My point is that the fact that people vehemently adhere to that (fairly solid) conclusion in a discussion should not embarrass you.

It strikes me as a prohibition against intellectual musings, the very thing I enjoy. That's what cast it in a religious light for me. The idea of the sacrosanct and the certain, in contrast to the exercise embodied in discussing the issues, seeing what nuances might emerge, what paths could be followed.
 
It strikes me as a prohibition against intellectual musings, the very thing I enjoy.
There's no "prohibition". There's nothing that resembles a prohibition in any way.

Some ideas simply aren't true. You are free to discuss idealism all you like, just as you're free to discuss Harry Potter.

If you want to argue that either one represents reality in any way, though, you're going to have a rough time establishing your claim.
 
Y’know…if you don’t stop accusing me of lying I may have to actually start caring and report you.

…so you admit that science is nowhere near achieving the ability to adjudicate subjective experience. Good.

I find it amusing that you ask me to stop accusing you of lying, and follow it with a lie.

Science isn't done and done when it comes to brain function, but if it can approximate the image you're seeing, it's getting there.

Sort of like saying that the brain is a computer! That kind of philosophy?

The brain computes, so it's not much of a stretch calling it a computer.

..and in case it has escaped your eagle attention…emotions are THE fundamental human epistemological reality

Only to a pseudo-philosopher. That's why science is the superior fact-finding tool.

…and if you are going to insist that I have some need to proclaim the existence of souls, at the very least provide some evidence.

Your posts are ample evidence that you are dead-set against the idea of explaining human experience scientifically. There's only one cause I know of, but I'm willing to be proven wrong; so tell me: why are you so dead-set against that idea ?

…but don’t bother. I couldn’t care less anyway.

Of course you don't care. That's why you're so hysterical when someone makes even the suggestion that science may crack the so-called "hard problem".

As usual…endless worthless assertions and question begging.

It's not question-begging. It's simply that you are IGNORANT of the scientific knowledge on this topic. As I tell you again and again: your ignorance is not a convincing argument.

…again…you are jumping to your typically dogmatic conclusions.

I am asking you a question.
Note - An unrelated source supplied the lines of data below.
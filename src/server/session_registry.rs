//! Liveness-tracked subscription registry.
//!
//! Sessions are keyed by connection identity and hold one counter per
//! subscription category. The registry reports categories that become
//! "newly idle": in use before a change, held by nobody after it.

use crate::rpc::Category;
use crate::server::bus::NameOwnerChanged;
use std::collections::{BTreeSet, HashMap};

/// Subscription bookkeeping for one connected client.
#[derive(Debug, Clone, PartialEq, Eq)]
pub struct Session {
    connection_identity: String,
    subscribed_methods: HashMap<Category, u32>,
}

impl Session {
    fn new(connection_identity: &str) -> Self {
        Self {
            connection_identity: connection_identity.to_string(),
            subscribed_methods: HashMap::new(),
        }
    }

    pub fn connection_identity(&self) -> &str {
        &self.connection_identity
    }

    pub fn count(&self, category: Category) -> u32 {
        self.subscribed_methods.get(&category).copied().unwrap_or(0)
    }

    /// Categories this session currently holds at least one subscription for.
    pub fn active_categories(&self) -> impl Iterator<Item = Category> + '_ {
        self.subscribed_methods
            .iter()
            .filter(|(_, count)| **count > 0)
            .map(|(category, _)| *category)
    }

    fn is_empty(&self) -> bool {
        self.subscribed_methods.values().all(|count| *count == 0)
    }
}

/// Registry of sessions with active signal subscriptions.
#[derive(Debug, Default)]
pub struct SessionRegistry {
    sessions: HashMap<String, Session>,
    /// Categories some session held at the last recomputation.
    in_use: BTreeSet<Category>,
}

impl SessionRegistry {
    pub fn new() -> Self {
        Self::default()
    }

    /// Record one more subscription of `category` for `identity`.
    /// The session is created on its first subscription.
    pub fn register(&mut self, identity: &str, category: Category) {
        let session = self
            .sessions
            .entry(identity.to_string())
            .or_insert_with(|| Session::new(identity));
        *session.subscribed_methods.entry(category).or_insert(0) += 1;
        self.in_use.insert(category);
    }

    /// Drop one subscription of `category` for `identity`.
    ///
    /// The session is destroyed when its last subscription goes. Returns the
    /// categories that became idle.
    pub fn unregister(&mut self, identity: &str, category: Category) -> Vec<Category> {
        let Some(session) = self.sessions.get_mut(identity) else {
            tracing::warn!("unregister for unknown session {}", identity);
            return Vec::new();
        };

        match session.subscribed_methods.get_mut(&category) {
            Some(count) if *count > 0 => *count -= 1,
            _ => {
                tracing::warn!("{} holds no {} subscription", identity, category);
                return Vec::new();
            }
        }

        if session.is_empty() {
            self.sessions.remove(identity);
        }
        self.take_newly_idle()
    }

    /// Force-expire every subscription of a vanished peer.
    ///
    /// Unknown identities leave the registry untouched and report nothing.
    pub fn on_peer_lost(&mut self, identity: &str) -> Vec<Category> {
        if self.sessions.remove(identity).is_none() {
            return Vec::new();
        }
        tracing::debug!("session {} removed after peer loss", identity);
        self.take_newly_idle()
    }

    /// Handle a bus ownership transition; only peer-loss transitions matter.
    pub fn on_name_owner_changed(&mut self, change: &NameOwnerChanged) -> Vec<Category> {
        match change.lost_peer() {
            Some(identity) => self.on_peer_lost(identity),
            None => Vec::new(),
        }
    }

    /// True when no session holds a subscription of `category`.
    pub fn is_idle(&self, category: Category) -> bool {
        self.subscriber_count(category) == 0
    }

    /// Number of sessions holding at least one subscription of `category`.
    pub fn subscriber_count(&self, category: Category) -> usize {
        self.sessions
            .values()
            .filter(|session| session.count(category) > 0)
            .count()
    }

    pub fn session(&self, identity: &str) -> Option<&Session> {
        self.sessions.get(identity)
    }

    pub fn len(&self) -> usize {
        self.sessions.len()
    }

    pub fn is_empty(&self) -> bool {
        self.sessions.is_empty()
    }

    fn take_newly_idle(&mut self) -> Vec<Category> {
        let idle: Vec<Category> = self
            .in_use
            .iter()
            .copied()
            .filter(|category| self.subscriber_count(*category) == 0)
            .collect();
        for category in &idle {
            self.in_use.remove(category);
        }
        idle
    }
}

#[cfg(test)]
#[path = "tests/session_registry_tests.rs"]
mod tests;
Do you even read the posts you reply to ? I will ask again:

Do you agree that the aforementioned machine can, at the very least, identify patterns in the brain that correspond to specific visual experiences ?

No?...didn’t think so.

Perhaps you should wait for my reply before deciding that I won't reply. :rolleyes:

HINT: Merely claiming that the brain and the mind (the scan and the experience) are the same thing is …well…just a claim.

No, it's not.

Again, your predilection for dualism is evident.